Um ato de coragem e desespero marcou a madrugada do último sábado (4) em Vila Velha, no Espírito Santo. Um menino de apenas 6 anos demonstrou uma bravura incomum ao se colocar na frente de sua mãe, protegendo-a das agressões do companheiro dela, um homem de 47 anos.
O incidente ocorreu no bairro Cocal, após um desentendimento durante uma conversa regada a bebida alcoólica. A vítima, de 46 anos, relatou à Guarda Municipal que seu companheiro, com quem mantinha um relacionamento há 16 anos, iniciou as agressões físicas e chegou a ameaçá-la de morte com uma faca.
Em meio à violência, o garoto interveio de maneira tocante. Ele se posicionou entre a mãe e o agressor, implorando pela vida da genitora. As palavras da criança, que questionou quem cuidaria dele caso a mãe fosse morta, foram suficientes para que o agressor interrompesse os ataques.
Aproveitando a pausa, a mulher conseguiu fugir com o filho. Ferida, ela buscou ajuda em uma rua próxima, onde encontrou garis que auxiliavam na coleta de lixo. O pedido de socorro da criança levou ao acionamento do Serviço de Atendimento Móvel de Urgência (Samu) e da Guarda Municipal.
A vítima, que informou sofrer agressões com frequência, foi encaminhada ao Pronto Atendimento da Glória, onde recebeu pontos na cabeça. O Conselho Tutelar foi acionado para prestar assistência à criança. Agentes da Guarda Municipal localizaram e prenderam o suspeito na residência dele. Ele confessou o crime e foi autuado em flagrante na Delegacia Regional de Vila Velha por lesão corporal e ameaça, enquadrados na Lei Maria da Penha, sendo posteriormente encaminhado ao sistema prisional.

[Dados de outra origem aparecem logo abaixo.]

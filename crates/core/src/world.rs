//! World state: the immutable grid plus the mutable camera pose.

use std::f64::consts::PI;

use crate::grid::Grid;
use crate::pose::{Movement, Pose};
use crate::types::{PlayerAction, VIEWPORT_WIDTH};

/// Minimap extent in world units. Every grid is scaled to fill it.
pub const WORLD_EXTENT: f64 = (VIEWPORT_WIDTH / 2) as f64;

#[derive(Debug, Clone)]
pub struct World {
    grid: Grid,
    pose: Pose,
    tile_size: f64,
}

impl World {
    /// Create a world with the camera at the centre of the map, facing north.
    pub fn new(grid: Grid) -> Self {
        let tile_size = WORLD_EXTENT / grid.side() as f64;
        let centre = WORLD_EXTENT / 2.0;
        Self {
            grid,
            pose: Pose::new(centre, centre, PI),
            tile_size,
        }
    }

    pub fn with_pose(mut self, pose: Pose) -> Self {
        self.pose = pose;
        self
    }

    pub fn grid(&self) -> &Grid {
        &self.grid
    }

    pub fn pose(&self) -> &Pose {
        &self.pose
    }

    /// World units per grid cell.
    pub fn tile_size(&self) -> f64 {
        self.tile_size
    }

    /// Marching bound: the grid extent in world units.
    pub fn max_depth(&self) -> f64 {
        self.grid.side() as f64 * self.tile_size
    }

    /// Grid cell `(row, col)` containing a world point (may be out of bounds).
    #[inline]
    pub fn cell_at(&self, x: f64, y: f64) -> (i64, i64) {
        (
            (y / self.tile_size).floor() as i64,
            (x / self.tile_size).floor() as i64,
        )
    }

    #[inline]
    pub fn is_wall_at(&self, x: f64, y: f64) -> bool {
        let (row, col) = self.cell_at(x, y);
        self.grid.is_wall(row, col)
    }

    pub fn apply_movement(&mut self, movement: Movement) {
        self.pose.apply_movement(movement);
    }

    pub fn apply_action(&mut self, action: PlayerAction) {
        self.pose.apply_action(action);
    }
}

impl Default for World {
    fn default() -> Self {
        Self::new(Grid::builtin())
    }
}

#[cfg(test)]
mod tests {
    use super::*;
    use crate::types::{MAX_DEPTH, TILE_SIZE};

    #[test]
    fn default_world_matches_builtin_layout() {
        let world = World::default();
        assert_eq!(world.tile_size(), TILE_SIZE);
        assert_eq!(world.max_depth(), MAX_DEPTH);
        assert_eq!(world.pose().x, 240.0);
        assert_eq!(world.pose().y, 240.0);
        assert_eq!(world.pose().angle, PI);
    }

    #[test]
    fn cell_lookup_floors_world_coordinates() {
        let world = World::default();
        assert_eq!(world.cell_at(59.9, 60.0), (1, 0));
        assert_eq!(world.cell_at(-0.5, 10.0), (0, -1));
        assert!(world.is_wall_at(130.0, 70.0)); // row 1, col 2
        assert!(!world.is_wall_at(70.0, 70.0)); // row 1, col 1
    }

    #[test]
    fn smaller_maps_scale_to_the_same_extent() {
        let grid = Grid::from_rows(&["####", "#  #", "#  #", "####"]).unwrap();
        let world = World::new(grid);
        assert_eq!(world.tile_size(), 120.0);
        assert_eq!(world.max_depth(), WORLD_EXTENT);
    }
}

O caso evidencia a gravidade da violência doméstica e a vulnerabilidade das vítimas, muitas vezes incluindo crianças que se veem forçadas a intervir em situações de extremo perigo. A legislação brasileira prevê medidas rigorosas para coibir tais atos, mas a realidade em campo demonstra a persistência do problema.